• **Stored data entries**
use super::{
    action::{Action, Direction},
    config::GameConfig,
    state::{CollisionType, GameState, Position, Snake},
};
use rand::Rng;

/// What happened during one frame or tick.
///
/// The engine never touches audio or the screen; the mode layer reacts to
/// these instead.
#[derive(Debug, Clone, Copy, PartialEq, Eq, Default)]
pub struct FrameEvents {
    /// The head landed on the flower this frame
    pub ate_flower: bool,
    /// The snake died this frame. Reported at most once per episode, so a
    /// head parked on the wall for many frames yields exactly one event.
    pub died: Option<CollisionType>,
}

/// The game engine: owns the config, the RNG and the session high score,
/// and mutates a `GameState` passed in by the caller
pub struct GameEngine {
    config: GameConfig,
    hi_score: u32,
    rng: rand::rngs::ThreadRng,
}

impl GameEngine {
    pub fn new(config: GameConfig) -> Self {
        Self {
            hi_score: config.starting_hi_score,
            config,
            rng: rand::thread_rng(),
        }
    }

    pub fn config(&self) -> &GameConfig {
        &self.config
    }

    /// Reset the game to its starting conditions. The high score carries
    /// over; everything else matches a fresh start.
    pub fn reset(&mut self) -> GameState {
        let cell = self.config.cell_size;

        let head = Position::new(
            self.config.start_column * cell,
            self.config.start_row * cell,
        );
        let snake = Snake::new(head, Direction::Left, self.config.initial_snake_length, cell);

        let (fx, fy) = self.config.flower_start_cell;
        let flower = Position::new(fx * cell, fy * cell);

        let mut state = GameState::new(
            snake,
            flower,
            self.config.width_px(),
            self.config.height_px(),
            cell,
        );
        state.hi_score = self.hi_score;
        state
    }

    /// Per-frame checks against the current head position: the wall first,
    /// then the flower. Runs every frame, tick boundary or not.
    pub fn frame(&mut self, state: &mut GameState) -> FrameEvents {
        let mut events = FrameEvents::default();
        let head = state.snake.head();

        if !state.is_in_bounds(head) {
            events.died = mark_dead(state, CollisionType::Wall);
        }

        if state.is_alive && head == state.flower {
            events.ate_flower = true;
            state.snake.grow();
            state.score += 1;
            if state.score > state.hi_score {
                state.hi_score = state.score;
                self.hi_score = state.score;
            }
            state.flower = self.spawn_flower(state);
        }

        events
    }

    /// Movement tick, run once every `frames_per_tick` frames: apply the
    /// buffered direction, then advance the head one cell.
    ///
    /// The move commits without a bounds check; a head that steps onto the
    /// edge is killed by the next frame's wall check, so the crash is drawn
    /// where it happened.
    pub fn tick(&mut self, state: &mut GameState, action: Action) -> FrameEvents {
        let mut events = FrameEvents::default();

        // Direction input is accepted even while dead; it only matters
        // again after a restart. Reversing straight into the body is
        // rejected rather than being an instant death.
        if let Action::Move(new_direction) = action {
            if !state.snake.direction.is_opposite(new_direction) {
                state.snake.direction = new_direction;
            }
        }

        if !state.is_alive {
            return events;
        }

        let candidate = state
            .snake
            .head()
            .moved_in_direction(state.snake.direction, state.cell_size);

        // Candidate head against every currently occupied segment,
        // before the move commits.
        if state.snake.body.contains(&candidate) {
            events.died = mark_dead(state, CollisionType::SelfCollision);
        } else {
            state.snake.advance(candidate);
        }

        events
    }

    /// Pick a new flower cell: uniform inside the one-cell border, snapped
    /// to the grid. Snake-occupied cells are not excluded; the overlap is
    /// rare and resolves itself on the next eat.
    fn spawn_flower(&mut self, state: &GameState) -> Position {
        let cell = state.cell_size;
        let x = self.random_grid_coord(cell, state.width_px - cell);
        let y = self.random_grid_coord(cell, state.height_px - cell);
        Position::new(x, y)
    }

    /// Uniform pixel coordinate in `[lower, upper]`, rounded to the nearest
    /// multiple of the cell size
    fn random_grid_coord(&mut self, lower: i32, upper: i32) -> i32 {
        let cell = self.config.cell_size;
        let raw = self.rng.gen_range(lower..=upper);
        ((raw + cell / 2) / cell) * cell
    }
}

/// Flip the state to dead, reporting the collision only the first time
fn mark_dead(state: &mut GameState, collision: CollisionType) -> Option<CollisionType> {
    state.is_alive = false;
    if state.death_reported {
        None
    } else {
        state.death_reported = true;
        Some(collision)
    }
}

#[cfg(test)]
mod tests {
    use super::*;

    #[test]
    fn test_reset_starting_conditions() {
        let mut engine = GameEngine::new(GameConfig::default());
        let state = engine.reset();

        assert!(state.is_alive);
        assert!(!state.death_reported);
        assert_eq!(state.score, 0);
        assert_eq!(state.hi_score, 150);
        assert_eq!(state.snake.len(), 4);
        assert_eq!(state.snake.direction, Direction::Left);
        assert_eq!(state.flower, Position::new(64, 192));

        // Four contiguous cells on the starting row, head first
        assert_eq!(state.snake.head(), Position::new(400, 192));
        for (i, segment) in state.snake.body.iter().enumerate() {
            assert_eq!(*segment, Position::new(400 + 16 * i as i32, 192));
        }
    }

    #[test]
    fn test_tick_moves_one_cell_in_the_chosen_direction() {
        let mut engine = GameEngine::new(GameConfig::default());
        let mut state = engine.reset();
        let old_head = state.snake.head();

        let events = engine.tick(&mut state, Action::Continue);

        assert_eq!(events, FrameEvents::default());
        assert_eq!(state.snake.head(), old_head.moved_by(-16, 0));
        assert_eq!(state.snake.body[1], old_head);
        assert_eq!(state.snake.len(), 4);
    }

    #[test]
    fn test_eating_the_flower() {
        let mut engine = GameEngine::new(GameConfig::default());
        let mut state = engine.reset();

        // Park the flower under the head
        state.flower = state.snake.head();
        let old_length = state.snake.len();

        let events = engine.frame(&mut state);

        assert!(events.ate_flower);
        assert!(events.died.is_none());
        assert_eq!(state.score, 1);
        assert_eq!(state.snake.len(), old_length + 1);

        // The replacement flower is grid-aligned and strictly inside
        assert!(state.flower.is_grid_aligned(16));
        assert!(state.is_in_bounds(state.flower));
    }

    #[test]
    fn test_flower_respawns_inside_the_border() {
        let mut engine = GameEngine::new(GameConfig::default());
        let mut state = engine.reset();

        for _ in 0..200 {
            state.flower = state.snake.head();
            engine.frame(&mut state);
            assert!(state.flower.is_grid_aligned(16));
            assert!(state.flower.x > 0 && state.flower.x < 640);
            assert!(state.flower.y > 0 && state.flower.y < 400);
        }
    }

    #[test]
    fn test_hi_score_updates_and_survives_restart() {
        let mut engine = GameEngine::new(GameConfig::small());
        let mut state = engine.reset();
        assert_eq!(state.hi_score, 0);

        state.flower = state.snake.head();
        engine.frame(&mut state);
        assert_eq!(state.hi_score, 1);

        let fresh = engine.reset();
        assert_eq!(fresh.hi_score, 1);
        assert_eq!(fresh.score, 0);
    }

    #[test]
    fn test_wall_collision_reports_death_exactly_once() {
        let mut engine = GameEngine::new(GameConfig::default());
        let mut state = engine.reset();
        state.snake = Snake::new(Position::new(16, 112), Direction::Left, 4, 16);

        // The move itself commits onto the edge without complaint
        let events = engine.tick(&mut state, Action::Continue);
        assert!(events.died.is_none());
        assert_eq!(state.snake.head(), Position::new(0, 112));

        // The following frame notices
        let events = engine.frame(&mut state);
        assert_eq!(events.died, Some(CollisionType::Wall));
        assert!(!state.is_alive);

        // Further frames on the wall stay quiet
        for _ in 0..10 {
            let events = engine.frame(&mut state);
            assert!(events.died.is_none());
            assert!(!events.ate_flower);
        }
    }

    #[test]
    fn test_self_collision() {
        let mut engine = GameEngine::new(GameConfig::default());
        let mut state = engine.reset();

        // Length 4 at (80, 80) heading right, then a tight clockwise box:
        // right, down, left, up lands the head back on its own body.
        state.snake = Snake::new(Position::new(80, 80), Direction::Right, 4, 16);
        engine.tick(&mut state, Action::Continue);
        engine.tick(&mut state, Direction::Down.into());
        engine.tick(&mut state, Direction::Left.into());
        let events = engine.tick(&mut state, Direction::Up.into());

        assert_eq!(events.died, Some(CollisionType::SelfCollision));
        assert!(!state.is_alive);
        // The fatal move never commits
        assert_eq!(state.snake.head(), Position::new(80, 96));
    }

    #[test]
    fn test_reversal_is_rejected() {
        let mut engine = GameEngine::new(GameConfig::default());
        let mut state = engine.reset();
        assert_eq!(state.snake.direction, Direction::Left);

        engine.tick(&mut state, Direction::Right.into());
        assert_eq!(state.snake.direction, Direction::Left);

        engine.tick(&mut state, Direction::Up.into());
        assert_eq!(state.snake.direction, Direction::Up);
    }

    #[test]
    fn test_dead_snake_does_not_move_or_eat() {
        let mut engine = GameEngine::new(GameConfig::default());
        let mut state = engine.reset();
        state.is_alive = false;
        state.death_reported = true;

        let frozen = state.snake.clone();
        engine.tick(&mut state, Action::Continue);
        assert_eq!(state.snake.body, frozen.body);

        state.flower = state.snake.head();
        let events = engine.frame(&mut state);
        assert!(!events.ate_flower);
        assert_eq!(state.score, 0);
    }

    #[test]
    fn test_restart_matches_a_fresh_reset() {
        let mut engine = GameEngine::new(GameConfig::default());
        let mut state = engine.reset();
        let fresh = state.clone();

        // Play a little, then die on the wall
        state.flower = state.snake.head();
        engine.frame(&mut state);
        state.snake = Snake::new(Position::new(0, 112), Direction::Left, 4, 16);
        engine.frame(&mut state);
        assert!(!state.is_alive);

        let mut restarted = engine.reset();
        // Identical apart from the high score, which persists in-process
        restarted.hi_score = fresh.hi_score;
        assert_eq!(restarted, fresh);
    }
}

• **Work task**
Starting at the line that contains "Snake::new(Position::new(16, 112), Direction::Left, 4, 16);" and stopping after the line that contains "following frame notices", write out every line exactly as it appears above, and no other line.

• **Solution for this task**
        state.snake = Snake::new(Position::new(16, 112), Direction::Left, 4, 16);

        // The move itself commits onto the edge without complaint
        let events = engine.tick(&mut state, Action::Continue);
        assert!(events.died.is_none());
        assert_eq!(state.snake.head(), Position::new(0, 112));

        // The following frame notices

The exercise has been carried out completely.